In their first season on a new Johnson County lease, this group of hunters didn’t yet know what to think of the property. They had heard stories of some impressive bucks from neighbors, but on opening weekend of bow season they still hadn’t had much time to do a lot of scouting, and they definitely didn’t know what they had stumbled onto.

That was before Alpharetta hunter Eric Flowers killed the first deer on the lease and the first-ever Pope & Young buck to come from Johnson County, which is featured on this month’s cover. The main-frame 10-pointer green-scored a whopping 165 2/8 gross and will probably settle into the list of the top-five bow-killed bucks ever taken in Georgia once it is officially scored.

“We were trying to spread out and see what we had available,” said Ernie Dorough, one of the club members. “My stand was overlooking two old roads and a single persimmon tree that was so loaded the limbs were about to break off.”

The persimmon wasn’t dropping fruit yet on Sunday, September 9, but it was still a good stand. It was from Ernie’s stand that Eric arrowed the tall-tined buck, and Ernie handled that situation with a grace that would make most hunters seem villainous.

“I was thinking about it all day, and I had a good feeling,” Eric said, recounting the events of the afternoon. “He (Ernie) was going to sit it out, so I thought I’d go and fill in for him.”

By 5:45 p.m. Eric was set up in the stand overlooking the two roads, the persimmon and a mix of pines and water oaks. He got out his cell phone and started playing a video game called Brick Breaker, which explains why his buddies kept telling him to “smile and say brick” during the photo shoot.

“I hadn’t been sitting there 10 minutes and I heard deer walking behind me. I went ahead and stood up and got my bow,” Eric said. “I turned around and was facing the tree. I was looking out and I saw a leg through the brush. Then I just saw tines coming through the woods.

“I knew I was going to shoot him, but I didn’t know how good he was. I tried not to look at his rack.”

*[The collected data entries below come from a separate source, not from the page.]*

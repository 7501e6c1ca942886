//! Catalog store
//!
//! Immutable, index-addressed table of recommendable items loaded once from a
//! CSV snapshot. Positional indices are stable for the lifetime of a loaded
//! catalog; every other structure (embedding cache, candidate lists) refers
//! to items by these indices.

use std::collections::{BTreeMap, BTreeSet};
use std::io::Read;
use std::path::{Path, PathBuf};

use serde::Serialize;
use sha2::{Digest, Sha256};
use tracing::{debug, info};

use crate::config::ColumnsConfig;
use crate::error::{FfcsError, Result};
use crate::utils::{fold, split_tags};

/// One recommendable entity (an instructor teaching a course offering).
#[derive(Debug, Clone, PartialEq, Serialize)]
pub struct Item {
    pub name: String,
    pub department: String,
    /// Structural attributes with a value; missing cells are absent.
    pub attributes: BTreeMap<String, String>,
    /// Parsed tag labels in stored order.
    pub tags: Vec<String>,
    /// Tag text exactly as stored; this is what gets embedded.
    pub tags_text: String,
    pub quality_score: f64,
}

impl Item {
    pub fn new(
        name: impl Into<String>,
        department: impl Into<String>,
        tags_text: impl Into<String>,
        quality_score: f64,
    ) -> Self {
        let tags_text = tags_text.into();
        let tags = split_tags(&tags_text).map(ToString::to_string).collect();
        Self {
            name: name.into(),
            department: department.into(),
            attributes: BTreeMap::new(),
            tags,
            tags_text,
            quality_score,
        }
    }

    /// Attach a structural attribute. Blank values are treated as missing.
    #[must_use]
    pub fn with_attribute(mut self, name: impl Into<String>, value: impl Into<String>) -> Self {
        let value = value.into();
        if !value.trim().is_empty() {
            self.attributes.insert(name.into(), value);
        }
        self
    }

    #[must_use]
    pub fn attribute(&self, name: &str) -> Option<&str> {
        self.attributes.get(name).map(String::as_str)
    }

    /// Case-insensitive membership test on the parsed tag labels.
    #[must_use]
    pub fn has_tag(&self, folded_tag: &str) -> bool {
        self.tags.iter().any(|tag| fold(tag) == folded_tag)
    }

    /// Tags rendered back to a human-readable string.
    #[must_use]
    pub fn tags_display(&self) -> String {
        self.tags.join(", ")
    }
}

/// The loaded snapshot.
#[derive(Debug, Clone, Default)]
pub struct Catalog {
    items: Vec<Item>,
    attribute_names: Vec<String>,
    fingerprint: String,
    source: Option<PathBuf>,
}

impl Catalog {
    /// Load a CSV snapshot from disk.
    ///
    /// A missing file, unreadable CSV, missing column or unparsable quality
    /// score is fatal: the caller must not serve requests without a catalog.
    pub fn load(path: impl AsRef<Path>, columns: &ColumnsConfig) -> Result<Self> {
        let path = path.as_ref();
        if !path.is_file() {
            return Err(FfcsError::CatalogNotFound(path.to_path_buf()));
        }

        let bytes = std::fs::read(path)?;
        let mut catalog = Self::parse(bytes.as_slice(), columns, path)?;
        catalog.fingerprint = fingerprint(&bytes);
        catalog.source = Some(path.to_path_buf());

        info!(
            path = %path.display(),
            items = catalog.len(),
            fingerprint = %catalog.fingerprint,
            "catalog loaded"
        );
        Ok(catalog)
    }

    /// Parse a snapshot from any reader (stdin, in-memory fixtures).
    pub fn from_reader<R: Read>(mut reader: R, columns: &ColumnsConfig) -> Result<Self> {
        let mut bytes = Vec::new();
        reader.read_to_end(&mut bytes)?;
        let mut catalog = Self::parse(bytes.as_slice(), columns, Path::new("<reader>"))?;
        catalog.fingerprint = fingerprint(&bytes);
        Ok(catalog)
    }

    /// Build a catalog from items constructed in code.
    #[must_use]
    pub fn from_items(items: Vec<Item>) -> Self {
        let attribute_names = items
            .iter()
            .flat_map(|item| item.attributes.keys().cloned())
            .collect::<BTreeSet<_>>()
            .into_iter()
            .collect();
        Self {
            items,
            attribute_names,
            fingerprint: String::new(),
            source: None,
        }
    }

    fn parse(bytes: &[u8], columns: &ColumnsConfig, path: &Path) -> Result<Self> {
        let mut reader = csv::ReaderBuilder::new()
            .trim(csv::Trim::Headers)
            .flexible(false)
            .from_reader(bytes);

        let headers = reader.headers()?.clone();
        let position = |column: &str| headers.iter().position(|h| h == column);

        let mut missing = Vec::new();
        let mut require = |column: &str| {
            let found = position(column);
            if found.is_none() {
                missing.push(column.to_string());
            }
            found.unwrap_or_default()
        };

        let name_idx = require(&columns.name);
        let department_idx = require(&columns.department);
        let tags_idx = require(&columns.tags);
        let score_idx = require(&columns.quality_score);
        let attribute_idx: Vec<(String, usize)> = columns
            .attributes
            .iter()
            .map(|attr| (attr.clone(), require(attr)))
            .collect();

        if !missing.is_empty() {
            return Err(FfcsError::MissingColumns {
                path: path.to_path_buf(),
                columns: missing,
            });
        }

        let mut items = Vec::new();
        for (row, record) in reader.records().enumerate() {
            let record = record?;
            // Header is line 1.
            let line = row + 2;
            let field = |idx: usize| record.get(idx).unwrap_or_default();

            let raw_score = field(score_idx).trim();
            let quality_score = raw_score.parse::<f64>().map_err(|err| {
                FfcsError::Catalog(format!(
                    "{}: line {line}: invalid {} value {raw_score:?}: {err}",
                    path.display(),
                    columns.quality_score
                ))
            })?;

            let mut item = Item::new(
                field(name_idx).trim(),
                field(department_idx).trim(),
                field(tags_idx),
                quality_score,
            );
            for (attr, idx) in &attribute_idx {
                item = item.with_attribute(attr.as_str(), field(*idx).trim());
            }
            items.push(item);
        }

        debug!(rows = items.len(), columns = headers.len(), "parsed catalog snapshot");

        Ok(Self {
            items,
            attribute_names: columns.attributes.clone(),
            fingerprint: String::new(),
            source: None,
        })
    }

    #[must_use]
    pub fn get(&self, index: usize) -> Option<&Item> {
        self.items.get(index)
    }

    #[must_use]
    pub fn len(&self) -> usize {
        self.items.len()
    }

    #[must_use]
    pub fn is_empty(&self) -> bool {
        self.items.is_empty()
    }

    /// Items paired with their positional index, in original order.
    pub fn iter(&self) -> impl ExactSizeIterator<Item = (usize, &Item)> {
        self.items.iter().enumerate()
    }

    /// Structural attribute columns known to this catalog.
    #[must_use]
    pub fn attribute_names(&self) -> &[String] {
        &self.attribute_names
    }

    /// SHA-256 of the snapshot bytes; empty for catalogs built in code.
    #[must_use]
    pub fn fingerprint(&self) -> &str {
        &self.fingerprint
    }

    #[must_use]
    pub fn source(&self) -> Option<&Path> {
        self.source.as_deref()
    }

    #[must_use]
    pub fn departments(&self) -> Vec<String> {
        self.items
            .iter()
            .map(|item| item.department.clone())
            .filter(|dept| !dept.is_empty())
            .collect::<BTreeSet<_>>()
            .into_iter()
            .collect()
    }

    /// Sorted, case-folded set of every tag label in the catalog.
    #[must_use]
    pub fn tag_vocabulary(&self) -> Vec<String> {
        self.items
            .iter()
            .flat_map(|item| item.tags.iter().map(|tag| fold(tag)))
            .collect::<BTreeSet<_>>()
            .into_iter()
            .collect()
    }
}

fn fingerprint(bytes: &[u8]) -> String {
    hex::encode(Sha256::digest(bytes))
}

Eric drew his bow and waited for the buck to step into an opening he had ranged earlier at about 20 yards. The buck was in no hurry. It kept looking back in the direction it had come from. Eric thought there might be an even better buck coming behind the first, but he had already made the decision to trigger his release at the first opportunity.

“All I could see was the top of his back,” Eric said, “and I couldn’t let off on my bow because I knew he would see me.”

A smaller 8-point buck came in behind the first buck and looked straight up at Eric in his stand.

“He looked up at at me, and I felt like I was pretty sky-lined,” Eric said. “For a little while, he acted funny, like something was wrong. Then he went back to doing what he was doing.

“I felt like it was about two minutes I had my bow drawn. But they weren’t moving. I was shaking — not just because of the buck fever, but also because I still had my bow at full draw.” Eric said. “I held it until I couldn’t hold it any more. I stood up on my tippy toes, leaned up onto the tree, said a little prayer and let it fly.”

Eric saw the deer bolt, then heard it fall and thrash around in a thicket about 40 yards away.

“When I heard him go down, I did a little dance up in that tree stand,” Eric said.

He tried to give the buck time, but he couldn’t sit still long. He climbed down from the stand because he couldn’t wait to see what he killed.

“My jaw dropped when I walked up and saw him,” Eric said. “I left him there and drove all around town trying to find a signal on my cell phone so I could call everyone.”
When he couldn’t find a signal, he parked behind his buddies’ vehicles and waited for them to finish their hunts.

“When they came out of the woods, I told them I’d shot a spike, and that I needed help finding it,” Eric chuckled. “I set it up so they’d see the horns when they walked up on it.”

You can imagine his surprise when club member Jamie Fry was the first to follow the blood trail up to the buck.

“We knew there were going to be some decent deer up there; we didn’t know they were going to be that good,” Jamie said.

Jamie also said he saw another buck over the weekend that he thinks may be bigger than the one Eric killed. He and Ernie are both hoping to appear on the cover of a future issue of GON.